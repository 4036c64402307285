use ratatui::{
    Frame,
    layout::Rect,
    style::{Modifier, Style},
    text::{Line, Span},
    widgets::{Block, BorderType, Borders, Paragraph},
};

use crate::state::{ListItemModel, ListModel};

use super::super::{theme::Palette, view::HitMap};
use super::layout::{grid_cell, grid_columns};

const CARD_WIDTH: u16 = 26;
const CARD_HEIGHT: u16 = 4;
const CARD_HEIGHT_WITH_IMAGE: u16 = 5;

pub fn render_cards(
    frame: &mut Frame<'_>,
    area: Rect,
    list: &ListModel,
    selected: Option<usize>,
    palette: &Palette,
    hits: &mut HitMap,
) {
    let height = if list.image_mode { CARD_HEIGHT_WITH_IMAGE } else { CARD_HEIGHT };
    let columns = grid_columns(area.width, CARD_WIDTH);
    let visible_rows = (area.height / height) as usize;
    let rows = list.items.len().div_ceil(columns);
    let selected_row = selected.map(|index| index / columns);
    let first_row = super::list::scroll_offset(selected_row, visible_rows, rows);

    for (index, item) in list.items.iter().enumerate() {
        let Some(rect) = grid_cell(area, index, columns, (CARD_WIDTH, height), first_row) else {
            continue;
        };
        let is_selected = selected == Some(index);
        render_card(frame, rect, item, list, is_selected, palette);
        hits.push(rect, item.id);
    }
}

fn render_card(
    frame: &mut Frame<'_>,
    area: Rect,
    item: &ListItemModel,
    list: &ListModel,
    is_selected: bool,
    palette: &Palette,
) {
    let color = palette.entry_color(&item.color);
    let border_type = if list.thick_border { BorderType::Thick } else { BorderType::Plain };
    let border_style = if is_selected {
        Style::default().fg(palette.accent).add_modifier(Modifier::BOLD)
    } else {
        Style::default().fg(color)
    };
    let block = Block::default()
        .borders(Borders::ALL)
        .border_type(border_type)
        .border_style(border_style);
    let inner_width = area.width.saturating_sub(2).max(1) as usize;

    let mut lines = Vec::with_capacity(3);
    if list.image_mode {
        let caption = item.image.as_deref().unwrap_or("");
        lines.push(Line::from(vec![
            Span::styled("▇▇▇ ", Style::default().fg(color)),
            Span::styled(caption.to_string(), palette.muted()),
        ]));
    }
    let label = textwrap::wrap(&item.label, inner_width)
        .into_iter()
        .next()
        .map(|line| line.into_owned())
        .unwrap_or_default();
    lines.push(Line::from(Span::styled(
        label,
        Style::default().fg(color).add_modifier(Modifier::BOLD),
    )));
    lines.push(Line::from(vec![
        Span::styled(item.star.clone(), Style::default().fg(palette.accent)),
        Span::raw(" "),
        Span::styled(item.species.clone(), palette.muted()),
    ]));

    let style = if is_selected { palette.selected() } else { palette.base() };
    frame.render_widget(Paragraph::new(lines).style(style).block(block), area);
}
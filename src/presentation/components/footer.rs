use ratatui::{
    Frame,
    layout::{Constraint, Direction, Layout, Rect},
    style::{Modifier, Style},
    text::{Line, Span},
    widgets::{Block, Borders, Paragraph, Wrap},
};

use crate::state::Pagination;

use super::super::{theme::Palette, view::UiContext};

pub fn render_footer(
    frame: &mut Frame<'_>,
    area: Rect,
    pagination: Option<Pagination>,
    ctx: &UiContext<'_>,
    palette: &Palette,
) {
    let block = Block::default()
        .borders(Borders::TOP)
        .border_style(palette.border(false));
    let inner = block.inner(area);
    frame.render_widget(block, area);

    let chunks = Layout::default()
        .direction(Direction::Horizontal)
        .constraints([Constraint::Length(16), Constraint::Min(10)])
        .split(inner);

    if let Some(pagination) = pagination.filter(|pagination| pagination.visible) {
        frame.render_widget(Paragraph::new(pager_line(pagination, palette)), chunks[0]);
    }

    let mut status = ctx.status_message.to_string();
    if let Some(help) = ctx.help {
        if !status.is_empty() {
            status.push_str(" • ");
        }
        status.push_str(help);
    }
    let status_widget =
        Paragraph::new(Span::styled(status, palette.muted())).wrap(Wrap { trim: true });
    frame.render_widget(status_widget, chunks[1]);
}

pub(crate) fn pager_line(pagination: Pagination, palette: &Palette) -> Line<'static> {
    let arrow = |enabled: bool| {
        if enabled {
            Style::default().fg(palette.accent).add_modifier(Modifier::BOLD)
        } else {
            palette.muted().add_modifier(Modifier::DIM)
        }
    };
    Line::from(vec![
        Span::styled("◀ ", arrow(pagination.prev_enabled)),
        Span::raw(format!("{} / {}", pagination.current_page, pagination.total_pages)),
        Span::styled(" ▶", arrow(pagination.next_enabled)),
    ])
}

#[cfg(test)]
mod tests {
    use super::*;

    #[test]
    fn pager_dims_disabled_arrows() {
        let palette = Palette::light();
        let line = pager_line(
            Pagination {
                current_page: 2,
                total_pages: 2,
                prev_enabled: true,
                next_enabled: false,
                visible: true,
            },
            &palette,
        );
        assert_eq!(line.spans[1].content, "2 / 2");
        assert!(line.spans[2].style.add_modifier.contains(Modifier::DIM));
        assert!(!line.spans[0].style.add_modifier.contains(Modifier::DIM));
    }
}
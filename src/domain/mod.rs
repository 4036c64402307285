mod entry;
mod guide;
pub mod labels;

pub use entry::{BasicAttributes, DEFAULT_ACCENT, Detail, Entry, EntryId, StarRating};
pub use guide::{GuideNode, Inline, InlineText, RenderableGuide, TitledBlock, parse_guide};
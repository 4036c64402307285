use ratatui::{
    Frame,
    layout::Rect,
    style::{Modifier, Style},
    text::{Line, Span},
    widgets::{Block, BorderType, Borders, Paragraph, Wrap},
};
use unicode_width::UnicodeWidthStr;

use crate::{
    domain::labels,
    state::{ListItemModel, ListModel, ViewMode},
};

use super::super::{Screen, screen::ListArea, theme::Palette, view::HitMap};
use super::cards::render_cards;

const SWATCH: &str = "██";

/// Draw whatever the list area holds and return the clickable item rects.
pub fn render_list_area(
    frame: &mut Frame<'_>,
    area: Rect,
    screen: &Screen,
    palette: &Palette,
) -> HitMap {
    let mut hits = HitMap::default();
    match &screen.list {
        ListArea::Loading => {
            let block = list_block(palette, None);
            let loading = Paragraph::new(labels::LOADING).style(palette.muted()).block(block);
            frame.render_widget(loading, area);
        }
        ListArea::Failed(message) => {
            let block = list_block(palette, None);
            let failed = Paragraph::new(labels::load_failed(message))
                .style(Style::default().fg(palette.error))
                .wrap(Wrap { trim: true })
                .block(block);
            frame.render_widget(failed, area);
        }
        ListArea::Items(list) if list.items.is_empty() => {
            let block = list_block(palette, Some(list));
            let empty = Paragraph::new(labels::NO_ENTRIES).style(palette.muted()).block(block);
            frame.render_widget(empty, area);
        }
        ListArea::Items(list) => {
            let block = list_block(palette, Some(list));
            let inner = block.inner(area);
            frame.render_widget(block, area);
            let selected = screen.selected_index();
            match list.mode {
                ViewMode::Card => render_cards(frame, inner, list, selected, palette, &mut hits),
                ViewMode::Paginated => {
                    render_rows(frame, inner, list, selected, palette, &mut hits)
                }
            }
        }
    }
    hits
}

fn list_block(palette: &Palette, list: Option<&ListModel>) -> Block<'static> {
    let title = match list {
        Some(list) => format!(" {} ({}) ", list.mode.label(), list.items.len()),
        None => format!(" {} ", labels::LIST_TITLE),
    };
    let border_type = match list {
        Some(list) if list.thick_border => BorderType::Thick,
        _ => BorderType::Rounded,
    };
    Block::default()
        .title(Span::styled(title, palette.title()))
        .borders(Borders::ALL)
        .border_type(border_type)
        .border_style(palette.border(false))
}

/// First row to draw so that `selected` stays inside a window of `height` rows.
pub(crate) fn scroll_offset(selected: Option<usize>, height: usize, total: usize) -> usize {
    if height == 0 || total <= height {
        return 0;
    }
    let selected = selected.unwrap_or(0).min(total - 1);
    selected.saturating_sub(height - 1)
}

fn render_rows(
    frame: &mut Frame<'_>,
    area: Rect,
    list: &ListModel,
    selected: Option<usize>,
    palette: &Palette,
    hits: &mut HitMap,
) {
    let height = area.height as usize;
    let offset = scroll_offset(selected, height, list.items.len());
    let visible = list.items.iter().enumerate().skip(offset).take(height);
    for (row, (index, item)) in visible.enumerate() {
        let rect = Rect::new(area.x, area.y + row as u16, area.width, 1);
        let is_selected = selected == Some(index);
        let line = row_line(item, list.image_mode, is_selected, rect.width as usize, palette);
        let style = if is_selected { palette.selected() } else { palette.base() };
        frame.render_widget(Paragraph::new(line).style(style), rect);
        hits.push(rect, item.id);
    }
}

fn row_line(
    item: &ListItemModel,
    image_mode: bool,
    is_selected: bool,
    width: usize,
    palette: &Palette,
) -> Line<'static> {
    let color = palette.entry_color(&item.color);
    let mut spans = Vec::with_capacity(6);
    spans.push(Span::styled(
        if is_selected { "» " } else { "  " },
        Style::default().fg(palette.accent),
    ));
    if image_mode {
        spans.push(Span::styled(SWATCH, Style::default().fg(color)));
        spans.push(Span::raw(" "));
    }
    spans.push(Span::styled(
        item.label.clone(),
        Style::default().fg(color).add_modifier(Modifier::BOLD),
    ));

    let tail = format!("  {}  {}", item.star, item.species);
    let used: usize = spans.iter().map(|span| span.content.width()).sum();
    if used + tail.width() <= width {
        spans.push(Span::styled(tail, palette.muted()));
    }
    Line::from(spans)
}

#[cfg(test)]
mod tests {
    use super::*;

    #[test]
    fn scroll_keeps_selection_on_screen() {
        assert_eq!(scroll_offset(Some(2), 5, 20), 0);
        assert_eq!(scroll_offset(Some(9), 5, 20), 5);
        assert_eq!(scroll_offset(None, 5, 20), 0);
        assert_eq!(scroll_offset(Some(9), 10, 8), 0);
        assert_eq!(scroll_offset(Some(3), 0, 8), 0);
    }
}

* * *

Directions:
By examining the material line by line, establish how many lines contain "contains" and give only that number.

Answer below:
2